■ WHAT YOU HAVE TO DO
Using the records below, output the stretch that opens with the line containing "item failed, using" and closes with the line containing "for (module, level)", exactly and including both lines, with nothing more.

■ TASK INPUT
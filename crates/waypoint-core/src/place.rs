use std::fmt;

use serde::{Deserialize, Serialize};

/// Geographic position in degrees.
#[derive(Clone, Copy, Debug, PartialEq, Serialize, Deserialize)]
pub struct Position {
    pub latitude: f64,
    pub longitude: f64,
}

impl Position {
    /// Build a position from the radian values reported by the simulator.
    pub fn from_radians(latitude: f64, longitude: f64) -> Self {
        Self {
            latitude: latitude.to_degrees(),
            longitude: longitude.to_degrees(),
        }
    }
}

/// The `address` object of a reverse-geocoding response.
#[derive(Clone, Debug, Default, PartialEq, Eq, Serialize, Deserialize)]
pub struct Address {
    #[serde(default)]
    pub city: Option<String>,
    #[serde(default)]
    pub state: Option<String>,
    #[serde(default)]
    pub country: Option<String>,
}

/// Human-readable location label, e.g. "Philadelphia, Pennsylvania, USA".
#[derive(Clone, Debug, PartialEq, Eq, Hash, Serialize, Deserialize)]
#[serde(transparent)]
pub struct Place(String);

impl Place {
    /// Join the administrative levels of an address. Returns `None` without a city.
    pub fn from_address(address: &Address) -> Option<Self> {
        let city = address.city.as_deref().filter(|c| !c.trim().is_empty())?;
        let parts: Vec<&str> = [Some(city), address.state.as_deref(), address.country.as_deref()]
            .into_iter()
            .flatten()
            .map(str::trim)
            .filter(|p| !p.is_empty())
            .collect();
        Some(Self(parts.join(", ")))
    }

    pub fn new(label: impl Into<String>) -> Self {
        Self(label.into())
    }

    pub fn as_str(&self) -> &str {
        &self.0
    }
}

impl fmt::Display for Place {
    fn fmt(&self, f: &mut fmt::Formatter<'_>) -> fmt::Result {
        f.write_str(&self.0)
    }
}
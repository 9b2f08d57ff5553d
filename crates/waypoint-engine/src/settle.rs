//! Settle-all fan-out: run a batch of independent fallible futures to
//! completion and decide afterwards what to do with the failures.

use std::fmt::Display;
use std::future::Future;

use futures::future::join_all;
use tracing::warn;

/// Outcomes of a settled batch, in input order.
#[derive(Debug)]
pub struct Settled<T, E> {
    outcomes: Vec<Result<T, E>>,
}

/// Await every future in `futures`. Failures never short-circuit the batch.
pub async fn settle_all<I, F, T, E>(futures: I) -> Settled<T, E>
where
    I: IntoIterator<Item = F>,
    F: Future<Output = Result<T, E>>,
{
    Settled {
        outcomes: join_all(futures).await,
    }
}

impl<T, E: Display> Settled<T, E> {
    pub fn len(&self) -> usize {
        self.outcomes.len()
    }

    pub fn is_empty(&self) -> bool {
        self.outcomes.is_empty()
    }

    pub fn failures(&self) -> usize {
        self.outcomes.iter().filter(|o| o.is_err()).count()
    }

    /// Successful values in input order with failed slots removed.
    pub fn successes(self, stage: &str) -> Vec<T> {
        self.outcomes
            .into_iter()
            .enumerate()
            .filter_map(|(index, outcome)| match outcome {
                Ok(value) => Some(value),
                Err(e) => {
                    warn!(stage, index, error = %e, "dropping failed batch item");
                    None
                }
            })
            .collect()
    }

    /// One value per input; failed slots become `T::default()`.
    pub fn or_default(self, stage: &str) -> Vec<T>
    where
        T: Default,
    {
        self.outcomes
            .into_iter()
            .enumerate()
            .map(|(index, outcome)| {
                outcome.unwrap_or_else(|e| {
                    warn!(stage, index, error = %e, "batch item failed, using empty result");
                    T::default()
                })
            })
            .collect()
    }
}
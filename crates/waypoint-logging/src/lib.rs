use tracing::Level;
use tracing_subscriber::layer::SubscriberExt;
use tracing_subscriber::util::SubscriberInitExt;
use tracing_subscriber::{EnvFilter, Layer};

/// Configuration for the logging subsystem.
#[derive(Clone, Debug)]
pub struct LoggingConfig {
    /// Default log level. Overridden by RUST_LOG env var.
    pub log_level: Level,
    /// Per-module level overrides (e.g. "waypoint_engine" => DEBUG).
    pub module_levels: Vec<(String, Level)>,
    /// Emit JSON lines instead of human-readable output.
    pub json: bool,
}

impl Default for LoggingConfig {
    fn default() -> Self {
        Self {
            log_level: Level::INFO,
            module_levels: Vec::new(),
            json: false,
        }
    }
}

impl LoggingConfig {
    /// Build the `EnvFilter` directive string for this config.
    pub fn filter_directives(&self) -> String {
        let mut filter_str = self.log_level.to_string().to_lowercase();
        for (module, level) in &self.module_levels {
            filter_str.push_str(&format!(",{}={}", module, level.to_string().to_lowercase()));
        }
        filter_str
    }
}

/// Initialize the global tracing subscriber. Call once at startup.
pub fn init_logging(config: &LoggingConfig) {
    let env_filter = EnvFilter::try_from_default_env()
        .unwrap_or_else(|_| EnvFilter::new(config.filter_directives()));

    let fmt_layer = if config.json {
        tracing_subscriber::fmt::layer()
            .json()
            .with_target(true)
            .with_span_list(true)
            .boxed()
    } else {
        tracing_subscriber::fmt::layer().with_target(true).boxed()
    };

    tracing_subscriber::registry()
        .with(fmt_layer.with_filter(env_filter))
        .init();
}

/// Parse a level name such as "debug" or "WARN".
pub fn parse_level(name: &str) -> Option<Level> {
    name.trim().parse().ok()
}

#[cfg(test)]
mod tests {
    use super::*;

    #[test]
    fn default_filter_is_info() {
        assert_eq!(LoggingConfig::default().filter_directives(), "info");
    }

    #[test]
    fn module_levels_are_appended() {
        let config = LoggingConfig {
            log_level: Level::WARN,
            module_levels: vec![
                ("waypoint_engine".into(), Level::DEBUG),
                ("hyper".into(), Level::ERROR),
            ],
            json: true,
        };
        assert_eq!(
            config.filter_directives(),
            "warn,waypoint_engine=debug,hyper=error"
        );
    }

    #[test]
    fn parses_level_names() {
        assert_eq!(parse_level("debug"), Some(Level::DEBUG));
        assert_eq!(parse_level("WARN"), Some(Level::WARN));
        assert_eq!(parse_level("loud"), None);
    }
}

■ YOUR SOLUTION
                    warn!(stage, index, error = %e, "batch item failed, using empty result");
                    T::default()
                })
            })
            .collect()
    }
}
filename crates/waypoint-logging/src/lib.rs
use tracing::Level;
use tracing_subscriber::layer::SubscriberExt;
use tracing_subscriber::util::SubscriberInitExt;
use tracing_subscriber::{EnvFilter, Layer};

/// Configuration for the logging subsystem.
#[derive(Clone, Debug)]
pub struct LoggingConfig {
    /// Default log level. Overridden by RUST_LOG env var.
    pub log_level: Level,
    /// Per-module level overrides (e.g. "waypoint_engine" => DEBUG).
    pub module_levels: Vec<(String, Level)>,
    /// Emit JSON lines instead of human-readable output.
    pub json: bool,
}

impl Default for LoggingConfig {
    fn default() -> Self {
        Self {
            log_level: Level::INFO,
            module_levels: Vec::new(),
            json: false,
        }
    }
}

impl LoggingConfig {
    /// Build the `EnvFilter` directive string for this config.
    pub fn filter_directives(&self) -> String {
        let mut filter_str = self.log_level.to_string().to_lowercase();
        for (module, level) in &self.module_levels {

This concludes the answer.